## YOUR OBJECTIVE
Find every line below with the string "identical" and pick it out.
[Start of section]
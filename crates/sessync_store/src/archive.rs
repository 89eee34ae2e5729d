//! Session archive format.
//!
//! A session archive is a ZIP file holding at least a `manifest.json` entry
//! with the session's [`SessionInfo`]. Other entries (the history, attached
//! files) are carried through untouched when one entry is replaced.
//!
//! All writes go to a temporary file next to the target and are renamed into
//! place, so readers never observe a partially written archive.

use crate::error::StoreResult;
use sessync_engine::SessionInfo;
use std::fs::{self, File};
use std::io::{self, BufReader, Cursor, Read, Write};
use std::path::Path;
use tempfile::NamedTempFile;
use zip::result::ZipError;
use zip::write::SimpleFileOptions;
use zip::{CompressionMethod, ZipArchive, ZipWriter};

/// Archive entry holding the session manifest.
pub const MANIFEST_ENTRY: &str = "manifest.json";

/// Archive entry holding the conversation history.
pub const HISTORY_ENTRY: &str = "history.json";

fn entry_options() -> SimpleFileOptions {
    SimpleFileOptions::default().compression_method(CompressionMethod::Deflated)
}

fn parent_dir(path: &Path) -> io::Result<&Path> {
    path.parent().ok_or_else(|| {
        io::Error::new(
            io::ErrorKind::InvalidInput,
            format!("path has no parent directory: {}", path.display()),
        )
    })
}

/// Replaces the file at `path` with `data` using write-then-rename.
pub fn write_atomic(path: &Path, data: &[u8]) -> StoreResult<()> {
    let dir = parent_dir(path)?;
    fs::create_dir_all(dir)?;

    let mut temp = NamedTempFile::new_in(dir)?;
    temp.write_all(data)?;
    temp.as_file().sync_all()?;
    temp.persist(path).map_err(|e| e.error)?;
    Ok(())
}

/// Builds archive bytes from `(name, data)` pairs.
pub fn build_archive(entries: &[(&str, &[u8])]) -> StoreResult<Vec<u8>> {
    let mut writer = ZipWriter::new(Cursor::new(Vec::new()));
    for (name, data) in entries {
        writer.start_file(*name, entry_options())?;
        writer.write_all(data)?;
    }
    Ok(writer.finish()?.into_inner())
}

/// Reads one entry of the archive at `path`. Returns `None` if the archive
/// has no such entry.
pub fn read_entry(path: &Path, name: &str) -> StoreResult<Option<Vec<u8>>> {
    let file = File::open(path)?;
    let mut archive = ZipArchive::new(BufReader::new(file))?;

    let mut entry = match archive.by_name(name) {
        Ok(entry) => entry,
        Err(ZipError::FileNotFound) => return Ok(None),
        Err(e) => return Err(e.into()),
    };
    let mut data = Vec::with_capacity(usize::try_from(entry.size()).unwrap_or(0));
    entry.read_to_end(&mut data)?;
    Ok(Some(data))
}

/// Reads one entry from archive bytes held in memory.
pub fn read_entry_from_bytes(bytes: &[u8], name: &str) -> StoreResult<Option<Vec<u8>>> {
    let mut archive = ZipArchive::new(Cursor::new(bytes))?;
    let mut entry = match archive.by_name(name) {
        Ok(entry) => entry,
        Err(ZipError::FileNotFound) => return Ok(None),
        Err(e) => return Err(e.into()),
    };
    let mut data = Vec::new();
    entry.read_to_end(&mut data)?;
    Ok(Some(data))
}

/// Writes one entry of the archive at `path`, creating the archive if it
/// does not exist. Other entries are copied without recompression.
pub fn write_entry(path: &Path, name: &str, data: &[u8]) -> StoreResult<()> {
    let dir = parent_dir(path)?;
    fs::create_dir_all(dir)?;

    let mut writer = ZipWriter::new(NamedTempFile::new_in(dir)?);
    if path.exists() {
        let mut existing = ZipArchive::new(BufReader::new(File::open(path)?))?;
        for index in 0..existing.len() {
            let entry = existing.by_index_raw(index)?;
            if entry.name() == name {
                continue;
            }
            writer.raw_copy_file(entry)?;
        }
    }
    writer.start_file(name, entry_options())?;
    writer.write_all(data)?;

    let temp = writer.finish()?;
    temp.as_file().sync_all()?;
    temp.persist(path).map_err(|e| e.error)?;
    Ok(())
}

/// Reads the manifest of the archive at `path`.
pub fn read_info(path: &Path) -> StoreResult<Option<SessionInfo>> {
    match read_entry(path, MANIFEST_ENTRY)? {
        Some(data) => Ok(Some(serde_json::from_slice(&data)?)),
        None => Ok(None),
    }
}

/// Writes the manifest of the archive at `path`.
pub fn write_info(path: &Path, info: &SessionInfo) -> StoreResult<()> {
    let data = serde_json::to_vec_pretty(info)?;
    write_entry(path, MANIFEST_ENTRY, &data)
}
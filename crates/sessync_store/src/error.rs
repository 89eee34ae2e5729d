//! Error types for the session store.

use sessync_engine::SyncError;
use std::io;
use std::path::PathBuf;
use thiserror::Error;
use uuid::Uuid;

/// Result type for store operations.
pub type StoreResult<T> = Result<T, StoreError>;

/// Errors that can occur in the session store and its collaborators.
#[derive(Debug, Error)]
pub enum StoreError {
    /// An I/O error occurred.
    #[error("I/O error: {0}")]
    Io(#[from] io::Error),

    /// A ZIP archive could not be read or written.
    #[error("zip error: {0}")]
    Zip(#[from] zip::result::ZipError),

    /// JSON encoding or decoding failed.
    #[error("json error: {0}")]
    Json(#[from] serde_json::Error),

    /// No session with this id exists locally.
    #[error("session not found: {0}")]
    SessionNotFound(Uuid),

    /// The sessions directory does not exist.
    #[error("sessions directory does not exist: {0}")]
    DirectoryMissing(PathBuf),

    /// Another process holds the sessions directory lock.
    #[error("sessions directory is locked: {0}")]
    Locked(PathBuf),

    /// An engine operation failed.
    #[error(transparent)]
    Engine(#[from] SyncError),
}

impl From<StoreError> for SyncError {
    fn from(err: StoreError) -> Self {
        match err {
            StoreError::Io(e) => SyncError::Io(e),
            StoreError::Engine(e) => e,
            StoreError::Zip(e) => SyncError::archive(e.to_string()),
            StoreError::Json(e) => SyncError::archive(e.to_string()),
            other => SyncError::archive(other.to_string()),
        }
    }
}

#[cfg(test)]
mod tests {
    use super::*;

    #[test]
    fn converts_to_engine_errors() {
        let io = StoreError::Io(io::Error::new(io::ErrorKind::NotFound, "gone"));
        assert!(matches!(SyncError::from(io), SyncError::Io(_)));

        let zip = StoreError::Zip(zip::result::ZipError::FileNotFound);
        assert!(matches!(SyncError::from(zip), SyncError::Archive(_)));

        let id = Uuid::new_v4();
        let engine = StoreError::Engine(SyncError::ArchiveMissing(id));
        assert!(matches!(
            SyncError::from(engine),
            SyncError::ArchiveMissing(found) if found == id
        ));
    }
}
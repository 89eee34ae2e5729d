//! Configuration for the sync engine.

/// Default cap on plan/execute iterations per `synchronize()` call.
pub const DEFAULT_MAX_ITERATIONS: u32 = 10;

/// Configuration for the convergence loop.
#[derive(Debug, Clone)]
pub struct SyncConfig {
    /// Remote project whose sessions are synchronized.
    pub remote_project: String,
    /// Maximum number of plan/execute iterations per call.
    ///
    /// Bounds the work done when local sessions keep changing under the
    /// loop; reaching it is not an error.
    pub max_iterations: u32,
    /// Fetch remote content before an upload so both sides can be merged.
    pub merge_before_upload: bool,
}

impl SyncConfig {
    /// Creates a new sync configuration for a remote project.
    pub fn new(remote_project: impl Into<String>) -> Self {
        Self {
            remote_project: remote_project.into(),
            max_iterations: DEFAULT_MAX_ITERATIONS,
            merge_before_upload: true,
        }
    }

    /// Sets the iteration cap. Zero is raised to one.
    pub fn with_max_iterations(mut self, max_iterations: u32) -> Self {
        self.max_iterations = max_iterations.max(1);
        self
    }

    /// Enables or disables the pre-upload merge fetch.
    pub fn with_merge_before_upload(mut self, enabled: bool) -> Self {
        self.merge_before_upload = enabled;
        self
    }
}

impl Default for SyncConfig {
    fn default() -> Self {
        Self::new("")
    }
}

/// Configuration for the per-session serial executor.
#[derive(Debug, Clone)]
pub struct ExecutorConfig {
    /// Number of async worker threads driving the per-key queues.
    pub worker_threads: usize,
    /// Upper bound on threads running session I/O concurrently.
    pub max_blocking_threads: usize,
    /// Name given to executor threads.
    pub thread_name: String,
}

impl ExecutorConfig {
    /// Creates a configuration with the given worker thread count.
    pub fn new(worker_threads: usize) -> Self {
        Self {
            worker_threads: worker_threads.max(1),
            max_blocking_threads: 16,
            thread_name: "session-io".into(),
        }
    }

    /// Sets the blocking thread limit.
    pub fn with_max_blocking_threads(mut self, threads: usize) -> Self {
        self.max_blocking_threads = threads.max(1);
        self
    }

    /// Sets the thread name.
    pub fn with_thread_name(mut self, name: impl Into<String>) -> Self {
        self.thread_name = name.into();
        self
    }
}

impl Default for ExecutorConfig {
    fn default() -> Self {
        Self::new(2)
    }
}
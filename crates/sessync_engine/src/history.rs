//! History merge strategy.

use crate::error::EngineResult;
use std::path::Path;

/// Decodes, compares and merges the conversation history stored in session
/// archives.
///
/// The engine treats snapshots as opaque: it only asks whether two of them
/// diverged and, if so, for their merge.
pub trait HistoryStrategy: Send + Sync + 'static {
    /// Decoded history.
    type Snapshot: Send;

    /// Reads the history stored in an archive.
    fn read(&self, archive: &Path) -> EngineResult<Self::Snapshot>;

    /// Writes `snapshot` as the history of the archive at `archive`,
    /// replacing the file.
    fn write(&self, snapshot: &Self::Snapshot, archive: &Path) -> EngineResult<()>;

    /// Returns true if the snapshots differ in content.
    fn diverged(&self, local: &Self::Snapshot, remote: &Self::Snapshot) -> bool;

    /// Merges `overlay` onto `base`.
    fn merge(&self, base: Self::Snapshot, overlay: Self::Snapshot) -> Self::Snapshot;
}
[End of section]
[Start of section]
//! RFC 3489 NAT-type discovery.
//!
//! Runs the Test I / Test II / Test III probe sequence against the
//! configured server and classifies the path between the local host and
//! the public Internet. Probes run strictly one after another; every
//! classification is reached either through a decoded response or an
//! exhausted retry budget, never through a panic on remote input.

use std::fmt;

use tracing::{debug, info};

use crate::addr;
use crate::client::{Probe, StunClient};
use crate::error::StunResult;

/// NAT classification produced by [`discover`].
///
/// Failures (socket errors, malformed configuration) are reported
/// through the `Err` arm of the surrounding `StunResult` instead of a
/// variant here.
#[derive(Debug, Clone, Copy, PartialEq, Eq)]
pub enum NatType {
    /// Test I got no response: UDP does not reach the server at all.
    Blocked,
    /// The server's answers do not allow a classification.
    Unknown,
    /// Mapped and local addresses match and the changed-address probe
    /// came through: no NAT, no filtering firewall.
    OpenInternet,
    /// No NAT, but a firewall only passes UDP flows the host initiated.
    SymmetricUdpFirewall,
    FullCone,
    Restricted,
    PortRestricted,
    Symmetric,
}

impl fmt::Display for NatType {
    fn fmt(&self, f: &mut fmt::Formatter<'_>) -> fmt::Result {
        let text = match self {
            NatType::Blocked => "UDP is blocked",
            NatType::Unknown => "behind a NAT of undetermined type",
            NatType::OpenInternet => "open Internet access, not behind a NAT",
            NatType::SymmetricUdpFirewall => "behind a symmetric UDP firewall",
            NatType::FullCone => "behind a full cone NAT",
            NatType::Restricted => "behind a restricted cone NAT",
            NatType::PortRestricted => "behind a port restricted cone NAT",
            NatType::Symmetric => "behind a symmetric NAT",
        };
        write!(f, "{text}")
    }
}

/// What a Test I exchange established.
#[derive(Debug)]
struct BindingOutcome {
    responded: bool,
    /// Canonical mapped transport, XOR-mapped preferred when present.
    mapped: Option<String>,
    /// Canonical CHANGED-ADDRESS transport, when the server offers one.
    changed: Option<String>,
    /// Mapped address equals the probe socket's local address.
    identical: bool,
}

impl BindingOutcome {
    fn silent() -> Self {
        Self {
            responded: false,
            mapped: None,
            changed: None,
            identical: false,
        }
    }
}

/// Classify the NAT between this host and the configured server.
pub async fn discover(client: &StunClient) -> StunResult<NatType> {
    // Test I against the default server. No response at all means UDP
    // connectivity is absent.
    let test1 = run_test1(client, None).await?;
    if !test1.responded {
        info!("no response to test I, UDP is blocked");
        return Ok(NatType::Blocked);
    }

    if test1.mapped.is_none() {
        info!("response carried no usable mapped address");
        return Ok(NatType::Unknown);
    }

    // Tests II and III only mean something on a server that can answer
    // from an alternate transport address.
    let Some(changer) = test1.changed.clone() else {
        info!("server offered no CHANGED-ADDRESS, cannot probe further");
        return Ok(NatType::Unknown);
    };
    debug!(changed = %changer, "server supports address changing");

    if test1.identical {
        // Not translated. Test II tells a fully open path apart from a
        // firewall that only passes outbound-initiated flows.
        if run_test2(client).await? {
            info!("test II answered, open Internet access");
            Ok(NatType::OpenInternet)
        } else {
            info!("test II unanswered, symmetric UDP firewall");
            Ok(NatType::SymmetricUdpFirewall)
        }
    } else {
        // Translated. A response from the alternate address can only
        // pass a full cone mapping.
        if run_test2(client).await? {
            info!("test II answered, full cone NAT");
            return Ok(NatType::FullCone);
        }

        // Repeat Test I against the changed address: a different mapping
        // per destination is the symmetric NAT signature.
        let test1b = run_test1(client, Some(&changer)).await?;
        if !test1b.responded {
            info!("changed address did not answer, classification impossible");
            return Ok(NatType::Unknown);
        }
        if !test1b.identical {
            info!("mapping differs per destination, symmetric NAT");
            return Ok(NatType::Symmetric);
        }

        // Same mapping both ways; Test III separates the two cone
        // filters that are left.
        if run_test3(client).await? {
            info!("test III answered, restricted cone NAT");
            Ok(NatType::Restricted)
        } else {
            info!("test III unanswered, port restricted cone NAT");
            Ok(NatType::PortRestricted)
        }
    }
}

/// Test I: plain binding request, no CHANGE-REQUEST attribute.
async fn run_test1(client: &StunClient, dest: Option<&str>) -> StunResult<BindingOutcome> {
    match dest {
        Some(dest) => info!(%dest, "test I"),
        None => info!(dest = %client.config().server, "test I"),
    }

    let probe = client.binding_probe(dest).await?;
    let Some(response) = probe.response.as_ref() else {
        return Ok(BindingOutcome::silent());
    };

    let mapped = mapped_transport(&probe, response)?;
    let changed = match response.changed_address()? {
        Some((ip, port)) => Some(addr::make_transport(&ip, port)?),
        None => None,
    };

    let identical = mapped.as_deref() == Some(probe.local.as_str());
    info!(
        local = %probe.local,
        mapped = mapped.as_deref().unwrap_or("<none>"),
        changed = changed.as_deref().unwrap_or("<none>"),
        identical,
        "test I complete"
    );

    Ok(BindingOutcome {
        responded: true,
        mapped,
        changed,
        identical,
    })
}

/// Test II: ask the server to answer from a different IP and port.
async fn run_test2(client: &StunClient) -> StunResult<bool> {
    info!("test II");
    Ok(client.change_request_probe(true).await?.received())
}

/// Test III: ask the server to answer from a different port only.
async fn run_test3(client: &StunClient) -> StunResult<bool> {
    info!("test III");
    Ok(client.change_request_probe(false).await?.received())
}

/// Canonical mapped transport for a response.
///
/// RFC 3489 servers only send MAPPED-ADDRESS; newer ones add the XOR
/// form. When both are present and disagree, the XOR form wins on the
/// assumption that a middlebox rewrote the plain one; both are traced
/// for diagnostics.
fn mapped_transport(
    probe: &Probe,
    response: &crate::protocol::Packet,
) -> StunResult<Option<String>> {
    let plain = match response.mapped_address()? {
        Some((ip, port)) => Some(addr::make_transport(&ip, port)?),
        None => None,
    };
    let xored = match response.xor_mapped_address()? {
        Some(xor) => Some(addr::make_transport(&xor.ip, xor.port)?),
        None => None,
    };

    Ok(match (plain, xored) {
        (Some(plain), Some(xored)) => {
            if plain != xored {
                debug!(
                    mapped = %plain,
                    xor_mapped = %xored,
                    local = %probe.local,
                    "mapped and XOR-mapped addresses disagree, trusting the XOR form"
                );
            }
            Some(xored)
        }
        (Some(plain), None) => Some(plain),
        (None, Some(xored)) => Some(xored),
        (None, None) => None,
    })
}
[End of section]
[Start of section]
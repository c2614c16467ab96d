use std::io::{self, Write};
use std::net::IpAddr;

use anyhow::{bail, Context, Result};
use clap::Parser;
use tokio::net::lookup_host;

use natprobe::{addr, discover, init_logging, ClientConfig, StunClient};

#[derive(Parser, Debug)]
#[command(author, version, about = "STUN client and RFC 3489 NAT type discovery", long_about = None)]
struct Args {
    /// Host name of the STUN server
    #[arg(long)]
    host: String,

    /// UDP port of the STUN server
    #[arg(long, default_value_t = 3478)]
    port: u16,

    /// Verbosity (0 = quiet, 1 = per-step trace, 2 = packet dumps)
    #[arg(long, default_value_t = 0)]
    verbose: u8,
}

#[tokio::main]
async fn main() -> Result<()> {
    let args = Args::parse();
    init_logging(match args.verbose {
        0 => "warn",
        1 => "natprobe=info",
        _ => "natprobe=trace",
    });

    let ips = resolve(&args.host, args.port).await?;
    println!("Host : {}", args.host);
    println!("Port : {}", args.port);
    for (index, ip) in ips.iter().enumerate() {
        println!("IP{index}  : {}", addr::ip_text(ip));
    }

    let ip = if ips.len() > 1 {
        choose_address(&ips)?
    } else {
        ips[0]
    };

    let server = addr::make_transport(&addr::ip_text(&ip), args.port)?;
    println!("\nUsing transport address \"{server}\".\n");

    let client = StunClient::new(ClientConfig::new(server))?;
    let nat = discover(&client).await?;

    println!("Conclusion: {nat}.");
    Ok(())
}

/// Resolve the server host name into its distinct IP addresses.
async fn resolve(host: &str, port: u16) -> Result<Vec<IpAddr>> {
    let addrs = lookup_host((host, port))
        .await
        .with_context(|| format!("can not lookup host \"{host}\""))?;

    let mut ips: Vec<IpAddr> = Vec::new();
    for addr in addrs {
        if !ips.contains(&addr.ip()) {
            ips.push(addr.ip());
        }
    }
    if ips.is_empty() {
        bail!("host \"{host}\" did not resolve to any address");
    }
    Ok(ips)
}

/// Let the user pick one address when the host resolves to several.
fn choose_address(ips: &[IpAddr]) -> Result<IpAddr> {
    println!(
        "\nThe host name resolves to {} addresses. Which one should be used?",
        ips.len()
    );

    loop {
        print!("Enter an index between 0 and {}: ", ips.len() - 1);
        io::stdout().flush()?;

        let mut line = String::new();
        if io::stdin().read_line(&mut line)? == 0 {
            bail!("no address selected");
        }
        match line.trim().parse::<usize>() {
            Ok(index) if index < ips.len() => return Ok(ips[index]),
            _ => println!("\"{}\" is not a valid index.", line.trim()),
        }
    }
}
[End of section]
## YOUR RESPONSE
    identical: bool,
            identical: false,
    if test1.identical {
        if !test1b.identical {
    let identical = mapped.as_deref() == Some(probe.local.as_str());
        identical,
        identical,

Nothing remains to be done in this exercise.